A Quickstart to Measuring the Return on Your Claude Code Investment

Executive summary

Coding tools like Claude Code promise to attach jetpacks to developers, and the data backs it up. With 79% of Claude Code conversations being automation tasks, teams are seeing real productivity gains that go far beyond simple code completion and that models can automate more than augment as they get better. During the June 12th cloud outage, I realized how dependent I'd become on Claude Code - even for fixing simple apostrophe errors in convoluted cURL commands.

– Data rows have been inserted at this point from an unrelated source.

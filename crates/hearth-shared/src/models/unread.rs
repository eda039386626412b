use serde::{Deserialize, Serialize};

use crate::types::{MessageId, UnreadId};

/// Read position of one user in one channel.
#[derive(Debug, Clone, PartialEq, Eq, Serialize, Deserialize)]
pub struct ChannelUnread {
    #[serde(rename = "_id")]
    pub id: UnreadId,
    #[serde(default, skip_serializing_if = "Option::is_none")]
    pub last_id: Option<MessageId>,
    #[serde(default)]
    pub mentions: Vec<MessageId>,
}

impl ChannelUnread {
    pub fn new(id: UnreadId) -> Self {
        Self {
            id,
            last_id: None,
            mentions: Vec::new(),
        }
    }

    /// Move the read position forward to `message`. Returns `false` and
    /// leaves the marker untouched if that would move it backwards.
    pub fn advance(&mut self, message: &MessageId) -> bool {
        if self.last_id.as_ref().is_some_and(|last| last > message) {
            return false;
        }
        self.last_id = Some(message.clone());
        self.mentions.retain(|m| m > message);
        true
    }

    /// Whether `message` sorts after the read position.
    pub fn is_unread(&self, message: &MessageId) -> bool {
        self.last_id.as_ref().map_or(true, |last| message > last)
    }
}

#[cfg(test)]
mod tests {
    use super::*;
    use crate::types::{ChannelId, UserId};

    fn unread() -> ChannelUnread {
        ChannelUnread::new(UnreadId {
            channel: ChannelId::from("c"),
            user: UserId::from("u"),
        })
    }

    #[test]
    fn test_advance_never_regresses() {
        let mut u = unread();
        assert!(u.advance(&MessageId::from("05")));
        assert!(!u.advance(&MessageId::from("03")));
        assert_eq!(u.last_id, Some(MessageId::from("05")));
    }

    #[test]
    fn test_advance_drops_covered_mentions() {
        let mut u = unread();
        u.mentions = vec![MessageId::from("02"), MessageId::from("04"), MessageId::from("07")];
        u.advance(&MessageId::from("04"));
        assert_eq!(u.mentions, vec![MessageId::from("07")]);
    }
}
#[cfg(test)]
pub(crate) mod tests {
    use chrono::Utc;
    use hearth_shared::models::{DirectMessage, EmojiParent, ServerChannel};
    use hearth_shared::permissions::Permissions;

    use super::*;

    pub(crate) fn user(id: &str) -> User {
        serde_json::from_value(serde_json::json!({
            "_id": id,
            "username": id,
            "discriminator": "0001"
        }))
        .unwrap()
    }

    pub(crate) fn server(id: &str, owner: &str, channels: &[&str]) -> Server {
        serde_json::from_value(serde_json::json!({
            "_id": id,
            "owner": owner,
            "name": id,
            "channels": channels,
            "default_permissions": Permissions::DEFAULT_SERVER.bits()
        }))
        .unwrap()
    }

    pub(crate) fn text_channel(id: &str, server: &str) -> Channel {
        Channel::TextChannel(ServerChannel {
            id: ChannelId::from(id),
            server: ServerId::from(server),
            name: id.into(),
            description: None,
            icon: None,
            last_message_id: None,
            default_permissions: None,
            role_permissions: HashMap::new(),
            nsfw: false,
            voice: None,
        })
    }

    pub(crate) fn member(server: &str, user: &str) -> Member {
        Member {
            id: MemberId {
                server: ServerId::from(server),
                user: UserId::from(user),
            },
            joined_at: Utc::now(),
            nickname: None,
            avatar: None,
            roles: None,
            timeout: None,
        }
    }

    pub(crate) fn message(id: &str, channel: &str, author: &str) -> Message {
        serde_json::from_value(serde_json::json!({
            "_id": id,
            "channel": channel,
            "author": author,
            "content": format!("message {id}")
        }))
        .unwrap()
    }

    fn populated() -> EntityStore {
        let mut store = EntityStore::new();
        store.put_user(user("me"));
        store.set_current_user(UserId::from("me"));
        store.put_server(server("s1", "owner", &["c1", "c2"]));
        store.put_channel(text_channel("c1", "s1"));
        store.put_channel(text_channel("c2", "s1"));
        assert!(store.put_member(member("s1", "me")));
        store.put_emoji(Emoji {
            id: EmojiId::from("e1"),
            parent: EmojiParent::Server {
                id: ServerId::from("s1"),
            },
            creator_id: UserId::from("me"),
            name: "wave".into(),
            animated: false,
            nsfw: false,
        });
        store
    }

    #[test]
    fn test_insert_message_is_idempotent_and_sorted() {
        let mut store = populated();
        assert!(store.insert_message(message("03", "c1", "me")));
        assert!(store.insert_message(message("01", "c1", "me")));
        assert!(!store.insert_message(message("03", "c1", "me")));
        assert!(store.insert_message(message("02", "c1", "me")));

        let ids: Vec<&str> = store
            .channel_message_ids(&ChannelId::from("c1"))
            .unwrap()
            .iter()
            .map(MessageId::as_str)
            .collect();
        assert_eq!(ids, vec!["01", "02", "03"]);
    }

    #[test]
    fn test_delete_channel_prunes_server_list_and_messages() {
        let mut store = populated();
        store.insert_message(message("01", "c1", "me"));
        store.delete_channel(&ChannelId::from("c1"));

        let server = store.server(&ServerId::from("s1")).unwrap();
        assert_eq!(server.channels, vec![ChannelId::from("c2")]);
        assert!(store.message(&MessageId::from("01")).is_none());
        assert!(store.channel_message_ids(&ChannelId::from("c1")).is_none());
    }

    #[test]
    fn test_delete_server_cascades() {
        let mut store = populated();
        store.delete_server(&ServerId::from("s1"));

        assert!(store.channel(&ChannelId::from("c1")).is_none());
        assert!(store.members_of_server(&ServerId::from("s1")).is_empty());
        assert!(store.emoji(&EmojiId::from("e1")).is_none());
    }

    #[test]
    fn test_member_of_unknown_server_is_dropped() {
        let mut store = populated();
        assert!(!store.put_member(member("nowhere", "me")));
    }

    #[test]
    fn test_channel_cannot_change_server() {
        let mut store = populated();
        assert!(!store.put_channel(text_channel("c1", "s2")));
        assert_eq!(
            store.channel(&ChannelId::from("c1")).unwrap().server(),
            Some(&ServerId::from("s1"))
        );
    }

    #[test]
    fn test_trim_channel_drops_oldest() {
        let mut store = populated();
        for i in 0..MAX_CACHED_MESSAGES_PER_CHANNEL + 5 {
            store.insert_message(message(&format!("{i:06}"), "c1", "me"));
        }
        store.trim_channel(&ChannelId::from("c1"));

        let ids = store.channel_message_ids(&ChannelId::from("c1")).unwrap();
        assert_eq!(ids.len(), MAX_CACHED_MESSAGES_PER_CHANNEL);
        assert_eq!(ids[0].as_str(), "000005");
        assert!(store.message(&MessageId::from("000000")).is_none());
    }

    #[test]
    fn test_timeline_lists_queued_after_confirmed() {
        let mut store = populated();
        store.insert_message(message("01", "c1", "me"));
        store.push_queued(QueuedMessage {
            nonce: MessageId::from("02"),
            channel: ChannelId::from("c1"),
            author: UserId::from("me"),
            content: "pending".into(),
            replies: Vec::new(),
            attachments: Vec::new(),
        });

        let timeline = store.channel_messages(&ChannelId::from("c1"));
        assert_eq!(timeline.len(), 2);
        assert!(matches!(timeline[0], TimelineEntry::Message(_)));
        assert!(matches!(timeline[1], TimelineEntry::Queued(_)));

        let mut confirmed = message("02", "c1", "me");
        confirmed.nonce = Some("02".into());
        assert!(store.reconcile_queued(&confirmed).is_some());
        assert!(store.queued(&ChannelId::from("c1")).is_empty());
    }

    #[test]
    fn test_unread_counts_follow_marker() {
        let mut store = populated();
        for id in ["01", "02", "03"] {
            store.insert_message(message(id, "c1", "other"));
        }
        if let Some(c) = store.channel_mut(&ChannelId::from("c1")) {
            c.set_last_message_id(MessageId::from("03"));
        }
        let c1 = ChannelId::from("c1");
        assert!(store.is_unread(&c1));
        assert_eq!(store.unread_count(&c1), 3);

        store.ack(&c1, &UserId::from("me"), &MessageId::from("02"));
        assert_eq!(store.unread_count(&c1), 1);

        assert!(!store.ack(&c1, &UserId::from("me"), &MessageId::from("01")));
        store.ack(&c1, &UserId::from("me"), &MessageId::from("03"));
        assert!(!store.is_unread(&c1));
    }

    #[test]
    fn test_typing_set_has_no_duplicates() {
        let mut store = populated();
        let c1 = ChannelId::from("c1");
        assert!(store.start_typing(&c1, UserId::from("a")));
        assert!(!store.start_typing(&c1, UserId::from("a")));
        assert!(store.stop_typing(&c1, &UserId::from("a")));
        assert!(store.typing_users(&c1).is_empty());
    }

    #[test]
    fn test_dm_channels_sorted_by_activity() {
        let mut store = populated();
        for (id, last) in [("d1", Some("05")), ("d2", Some("09")), ("d3", None)] {
            store.put_channel(Channel::DirectMessage(DirectMessage {
                id: ChannelId::from(id),
                active: true,
                recipients: vec![UserId::from("me"), UserId::from("x")],
                last_message_id: last.map(MessageId::from),
            }));
        }
        let order: Vec<&str> = store.dm_channels().iter().map(|c| c.id().as_str()).collect();
        assert_eq!(order, vec!["d2", "d1", "d3"]);
    }

    #[test]
    fn test_channel_permissions_need_membership() {
        let mut store = populated();
        let c1 = ChannelId::from("c1");
        assert!(store
            .channel_permissions(&UserId::from("me"), &c1)
            .contains(Permissions::SEND_MESSAGE));

        store.remove_member(&MemberId {
            server: ServerId::from("s1"),
            user: UserId::from("me"),
        });
        assert_eq!(
            store.channel_permissions(&UserId::from("me"), &c1),
            Permissions::empty()
        );
        assert_eq!(
            store.channel_permissions(&UserId::from("ghost"), &c1),
            Permissions::empty()
        );
    }

    #[test]
    fn test_wipe_user_removes_their_messages() {
        let mut store = populated();
        store.put_user(user("spammer"));
        store.insert_message(message("01", "c1", "spammer"));
        store.insert_message(message("02", "c1", "me"));
        store.wipe_user(&UserId::from("spammer"));

        assert!(store.user(&UserId::from("spammer")).is_none());
        assert_eq!(
            store.channel_message_ids(&ChannelId::from("c1")).unwrap(),
            &[MessageId::from("02")]
        );
    }

    #[test]
    fn test_bootstrap_reset_keeps_history_until_pruned() {
        let mut store = populated();
        store.insert_message(message("01", "c1", "me"));
        store.insert_message(message("02", "c2", "me"));
        store.ack(&ChannelId::from("c2"), &UserId::from("me"), &MessageId::from("02"));

        store.reset_for_bootstrap();
        assert!(store.current_user_id().is_none());
        assert!(store.channel(&ChannelId::from("c1")).is_none());
        assert!(store.message(&MessageId::from("01")).is_some());

        store.put_channel(text_channel("c1", "s1"));
        store.prune_orphans();
        assert!(store.message(&MessageId::from("01")).is_some());
        assert!(store.message(&MessageId::from("02")).is_none());
        assert!(store.channel_message_ids(&ChannelId::from("c2")).is_none());
        assert!(store
            .unread_marker(&ChannelId::from("c2"), &UserId::from("me"))
            .is_none());
    }
}
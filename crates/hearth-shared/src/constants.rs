/// Application name
pub const APP_NAME: &str = "Hearth";

/// Default REST API base URL
pub const DEFAULT_API_URL: &str = "https://api.hearth.chat";

/// Reconnect backoff base delay in milliseconds (first retry waits this long)
pub const RECONNECT_BASE_DELAY_MS: u64 = 250;

/// Reconnect backoff ceiling in milliseconds
pub const RECONNECT_MAX_DELAY_MS: u64 = 60_000;

/// Persistence debounce window in milliseconds
pub const PERSIST_DEBOUNCE_MS: u64 = 500;

/// Messages requested per history page
pub const HISTORY_PAGE_SIZE: u32 = 50;

/// Gateway keepalive ping interval in seconds
pub const PING_INTERVAL_SECS: u64 = 30;

/// Upper bound on cached message ids per channel before the oldest are dropped
pub const MAX_CACHED_MESSAGES_PER_CHANNEL: usize = 1_000;
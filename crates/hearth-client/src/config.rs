//! Client configuration loaded from environment variables.
//!
//! Every setting has a default so the client starts with zero
//! configuration against the public instance.

use std::path::PathBuf;
use std::time::Duration;

use hearth_shared::constants::{
    DEFAULT_API_URL, HISTORY_PAGE_SIZE, PERSIST_DEBOUNCE_MS, PING_INTERVAL_SECS,
    RECONNECT_BASE_DELAY_MS, RECONNECT_MAX_DELAY_MS,
};

use crate::backoff::Backoff;

/// Client configuration.
#[derive(Debug, Clone, PartialEq, Eq)]
pub struct ClientConfig {
    /// REST API base URL.
    /// Env: `HEARTH_API_URL`
    pub api_url: String,

    /// Gateway URL to use instead of the one advertised by the API.
    /// Env: `HEARTH_WS_URL`
    pub ws_url_override: Option<String>,

    /// Directory holding the local database. `None` uses the platform
    /// data directory.
    /// Env: `HEARTH_DATA_DIR`
    pub data_dir: Option<PathBuf>,

    /// How long store changes are coalesced before being written.
    /// Env: `HEARTH_PERSIST_DEBOUNCE_MS`
    pub persist_debounce_ms: u64,

    /// First reconnect delay; doubles on every further failure.
    pub reconnect_base_delay_ms: u64,

    /// Reconnect delay ceiling. `None` lets the delay grow without bound.
    /// Env: `HEARTH_RECONNECT_MAX_MS` (`0` disables the ceiling)
    pub reconnect_max_delay_ms: Option<u64>,

    /// Messages per history page.
    /// Env: `HEARTH_HISTORY_PAGE_SIZE`
    pub history_page_size: u32,

    /// Gateway keepalive interval.
    pub ping_interval_secs: u64,
}

impl Default for ClientConfig {
    fn default() -> Self {
        Self {
            api_url: DEFAULT_API_URL.to_string(),
            ws_url_override: None,
            data_dir: None,
            persist_debounce_ms: PERSIST_DEBOUNCE_MS,
            reconnect_base_delay_ms: RECONNECT_BASE_DELAY_MS,
            reconnect_max_delay_ms: Some(RECONNECT_MAX_DELAY_MS),
            history_page_size: HISTORY_PAGE_SIZE,
            ping_interval_secs: PING_INTERVAL_SECS,
        }
    }
}

impl ClientConfig {
    /// Load configuration from environment variables, falling back to defaults.
    pub fn from_env() -> Self {
        Self::from_vars(|key| std::env::var(key).ok())
    }

    /// Same as [`ClientConfig::from_env`] with an arbitrary variable source.
    pub fn from_vars(var: impl Fn(&str) -> Option<String>) -> Self {
        let mut config = Self::default();

        if let Some(url) = var("HEARTH_API_URL") {
            config.api_url = url;
        }

        if let Some(url) = var("HEARTH_WS_URL") {
            if !url.is_empty() {
                config.ws_url_override = Some(url);
            }
        }

        if let Some(dir) = var("HEARTH_DATA_DIR") {
            config.data_dir = Some(PathBuf::from(dir));
        }

        if let Some(val) = var("HEARTH_PERSIST_DEBOUNCE_MS") {
            match val.parse::<u64>() {
                Ok(ms) => config.persist_debounce_ms = ms,
                Err(_) => tracing::warn!(
                    value = %val,
                    "Invalid HEARTH_PERSIST_DEBOUNCE_MS, using default"
                ),
            }
        }

        if let Some(val) = var("HEARTH_RECONNECT_MAX_MS") {
            match val.parse::<u64>() {
                Ok(0) => config.reconnect_max_delay_ms = None,
                Ok(ms) => config.reconnect_max_delay_ms = Some(ms),
                Err(_) => tracing::warn!(
                    value = %val,
                    "Invalid HEARTH_RECONNECT_MAX_MS, using default"
                ),
            }
        }

        if let Some(val) = var("HEARTH_HISTORY_PAGE_SIZE") {
            match val.parse::<u32>() {
                Ok(n) if n > 0 => config.history_page_size = n,
                _ => tracing::warn!(
                    value = %val,
                    "Invalid HEARTH_HISTORY_PAGE_SIZE, using default"
                ),
            }
        }

        config
    }

    pub fn persist_debounce(&self) -> Duration {
        Duration::from_millis(self.persist_debounce_ms)
    }

    pub fn ping_interval(&self) -> Duration {
        Duration::from_secs(self.ping_interval_secs)
    }

    pub fn backoff(&self) -> Backoff {
        Backoff::new(
            Duration::from_millis(self.reconnect_base_delay_ms),
            self.reconnect_max_delay_ms.map(Duration::from_millis),
        )
    }
}

#[cfg(test)]
mod tests {
    use std::collections::HashMap;

    use super::*;

    fn from(pairs: &[(&str, &str)]) -> ClientConfig {
        let vars: HashMap<String, String> = pairs
            .iter()
            .map(|(k, v)| (k.to_string(), v.to_string()))
            .collect();
        ClientConfig::from_vars(|key| vars.get(key).cloned())
    }

    #[test]
    fn test_default_config() {
        let config = ClientConfig::default();
        assert_eq!(config.reconnect_base_delay_ms, 250);
        assert_eq!(config.reconnect_max_delay_ms, Some(60_000));
        assert_eq!(config.history_page_size, 50);
        assert_eq!(from(&[]), config);
    }

    #[test]
    fn test_env_overrides() {
        let config = from(&[
            ("HEARTH_API_URL", "http://localhost:8000"),
            ("HEARTH_WS_URL", "ws://localhost:9000"),
            ("HEARTH_PERSIST_DEBOUNCE_MS", "100"),
            ("HEARTH_HISTORY_PAGE_SIZE", "20"),
        ]);
        assert_eq!(config.api_url, "http://localhost:8000");
        assert_eq!(config.ws_url_override.as_deref(), Some("ws://localhost:9000"));
        assert_eq!(config.persist_debounce(), Duration::from_millis(100));
        assert_eq!(config.history_page_size, 20);
    }

    #[test]
    fn test_zero_disables_backoff_ceiling() {
        assert_eq!(from(&[("HEARTH_RECONNECT_MAX_MS", "0")]).reconnect_max_delay_ms, None);
    }

    #[test]
    fn test_invalid_values_keep_defaults() {
        let config = from(&[
            ("HEARTH_PERSIST_DEBOUNCE_MS", "soon"),
            ("HEARTH_HISTORY_PAGE_SIZE", "0"),
            ("HEARTH_RECONNECT_MAX_MS", "-1"),
        ]);
        assert_eq!(config, ClientConfig::default());
    }
}
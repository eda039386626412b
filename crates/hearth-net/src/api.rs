//! REST API client.

use std::sync::RwLock;

use async_trait::async_trait;
use reqwest::{Client, RequestBuilder, Response};
use serde::de::DeserializeOwned;
use serde::{Deserialize, Serialize};

use hearth_shared::models::{ApiInfo, Channel, ChannelUnread, Member, Message, Reply, User};
use hearth_shared::types::{ChannelId, MessageId};

use crate::error::{NetError, Result};

/// Header carrying the session token on authenticated calls.
pub const SESSION_HEADER: &str = "x-session-token";

/// Body of `POST /channels/{id}/messages`.
#[derive(Debug, Clone, PartialEq, Eq, Serialize, Deserialize)]
pub struct SendMessage {
    pub content: String,
    pub nonce: String,
    #[serde(default, skip_serializing_if = "Vec::is_empty")]
    pub attachments: Vec<String>,
    #[serde(default, skip_serializing_if = "Vec::is_empty")]
    pub replies: Vec<Reply>,
}

/// One page of channel history, newest first as the server returns it.
#[derive(Debug, Clone, Default, PartialEq, Deserialize)]
pub struct MessageHistory {
    #[serde(default)]
    pub messages: Vec<Message>,
    #[serde(default)]
    pub users: Vec<User>,
    #[serde(default)]
    pub members: Vec<Member>,
}

#[derive(Debug, Clone, PartialEq, Eq)]
pub struct HistoryQuery {
    pub limit: u32,
    /// Only messages older than this id.
    pub before: Option<MessageId>,
}

/// Request/response calls the sync engine needs.
#[async_trait]
pub trait ApiClient: Send + Sync {
    /// Install or forget the token used on authenticated calls.
    fn set_token(&self, token: Option<String>);

    /// Capability document; needs no token.
    async fn fetch_info(&self) -> Result<ApiInfo>;

    async fn fetch_self(&self) -> Result<User>;

    async fn fetch_dms(&self) -> Result<Vec<Channel>>;

    async fn fetch_unreads(&self) -> Result<Vec<ChannelUnread>>;

    async fn send_message(&self, channel: &ChannelId, message: &SendMessage) -> Result<Message>;

    async fn fetch_messages(&self, channel: &ChannelId, query: &HistoryQuery)
        -> Result<MessageHistory>;

    async fn ack(&self, channel: &ChannelId, message: &MessageId) -> Result<()>;
}

/// [`ApiClient`] over HTTPS.
pub struct HttpApi {
    client: Client,
    base_url: String,
    token: RwLock<Option<String>>,
}

impl HttpApi {
    pub fn new(base_url: &str) -> Self {
        Self::with_client(Client::new(), base_url)
    }

    pub fn with_client(client: Client, base_url: &str) -> Self {
        Self {
            client,
            base_url: base_url.trim_end_matches('/').to_string(),
            token: RwLock::new(None),
        }
    }

    fn url(&self, path: &str) -> String {
        format!("{}{}", self.base_url, path)
    }

    fn authed(&self, request: RequestBuilder) -> Result<RequestBuilder> {
        let token = match self.token.read() {
            Ok(guard) => guard.clone(),
            Err(poisoned) => poisoned.into_inner().clone(),
        };
        let token = token.ok_or(NetError::NotAuthenticated)?;
        Ok(request.header(SESSION_HEADER, token))
    }

    async fn get_json<T: DeserializeOwned>(&self, path: &str) -> Result<T> {
        let request = self.authed(self.client.get(self.url(path)))?;
        decode(check(request.send().await?).await?).await
    }
}

/// Turn a non-success status into [`NetError::Status`].
async fn check(response: Response) -> Result<Response> {
    let status = response.status();
    if status.is_success() {
        return Ok(response);
    }
    let body = response.text().await.unwrap_or_default();
    Err(NetError::Status {
        status: status.as_u16(),
        body,
    })
}

async fn decode<T: DeserializeOwned>(response: Response) -> Result<T> {
    let bytes = response.bytes().await?;
    Ok(serde_json::from_slice(&bytes)?)
}

#[async_trait]
impl ApiClient for HttpApi {
    fn set_token(&self, token: Option<String>) {
        match self.token.write() {
            Ok(mut guard) => *guard = token,
            Err(poisoned) => *poisoned.into_inner() = token,
        }
    }

    async fn fetch_info(&self) -> Result<ApiInfo> {
        let response = self.client.get(self.url("/")).send().await?;
        decode(check(response).await?).await
    }

    async fn fetch_self(&self) -> Result<User> {
        self.get_json("/users/@me").await
    }

    async fn fetch_dms(&self) -> Result<Vec<Channel>> {
        self.get_json("/users/dms").await
    }

    async fn fetch_unreads(&self) -> Result<Vec<ChannelUnread>> {
        self.get_json("/sync/unreads").await
    }

    async fn send_message(&self, channel: &ChannelId, message: &SendMessage) -> Result<Message> {
        let request = self
            .client
            .post(self.url(&format!("/channels/{channel}/messages")))
            .header("Idempotency-Key", &message.nonce)
            .json(message);
        let response = self.authed(request)?.send().await?;

        tracing::debug!(channel = %channel, nonce = %message.nonce, "message submitted");
        decode(check(response).await?).await
    }

    async fn fetch_messages(
        &self,
        channel: &ChannelId,
        query: &HistoryQuery,
    ) -> Result<MessageHistory> {
        let mut params = vec![
            ("limit", query.limit.to_string()),
            ("include_users", "true".to_string()),
        ];
        if let Some(before) = &query.before {
            params.push(("before", before.to_string()));
        }
        let request = self
            .client
            .get(self.url(&format!("/channels/{channel}/messages")))
            .query(&params);
        let response = self.authed(request)?.send().await?;
        decode(check(response).await?).await
    }

    async fn ack(&self, channel: &ChannelId, message: &MessageId) -> Result<()> {
        let request = self
            .client
            .put(self.url(&format!("/channels/{channel}/ack/{message}")));
        check(self.authed(request)?.send().await?).await?;
        Ok(())
    }
}
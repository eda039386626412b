use tokio::sync::broadcast;
use tracing::{trace, warn};

use hearth_shared::types::{ChannelId, MessageId};
use hearth_store::Persister;

use crate::reducer::Change;
use crate::state::ConnectionState;

/// Notifications for whatever presents the store.
#[derive(Debug, Clone, PartialEq, Eq)]
pub enum ClientEvent {
    StateChanged(ConnectionState),
    /// The store changed; `channel` is set when one channel was affected.
    StoreUpdated { channel: Option<ChannelId> },
    MessageFailed {
        channel: ChannelId,
        nonce: MessageId,
        error: String,
    },
    SignedOut,
}

/// Fans store changes out to the persister and to event subscribers.
#[derive(Debug, Clone)]
pub(crate) struct Notifier {
    events: broadcast::Sender<ClientEvent>,
    persister: Option<Persister>,
}

impl Notifier {
    pub(crate) fn new(events: broadcast::Sender<ClientEvent>, persister: Option<Persister>) -> Self {
        Self { events, persister }
    }

    pub(crate) fn subscribe(&self) -> broadcast::Receiver<ClientEvent> {
        self.events.subscribe()
    }

    /// Send without caring whether anyone listens.
    pub(crate) fn emit(&self, event: ClientEvent) {
        if self.events.send(event).is_err() {
            trace!("no client event subscribers");
        }
    }

    pub(crate) fn changed(&self, change: &Change) {
        if change.is_none() {
            return;
        }
        if change.is_persisted() {
            if let Some(persister) = &self.persister {
                persister.mark_dirty();
            }
        }
        self.emit(ClientEvent::StoreUpdated {
            channel: change.channel().cloned(),
        });
    }

    /// Write the store out now. Failures are logged, not returned.
    pub(crate) async fn flush(&self) {
        if let Some(persister) = &self.persister {
            if let Err(e) = persister.flush().await {
                warn!(error = %e, "failed to flush store");
            }
        }
    }
}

Your team probably already understands the need for developer productivity tools, and with Claude Code accessing the Anthropic API directly (directly or through cloud providers), key security concerns have been quelled. What you need now is telemetry to answer the important questions: Are developers actually using it? Which teams are getting the most value? What's our real cost per feature or bug fix?

This guide walks you through setting up observability with Claude Code using OpenTelemetry metrics. You'll get the complete setup - from Prometheus configuration to automated reporting - so your engineering leadership can make data-driven decisions about your AI tooling investment.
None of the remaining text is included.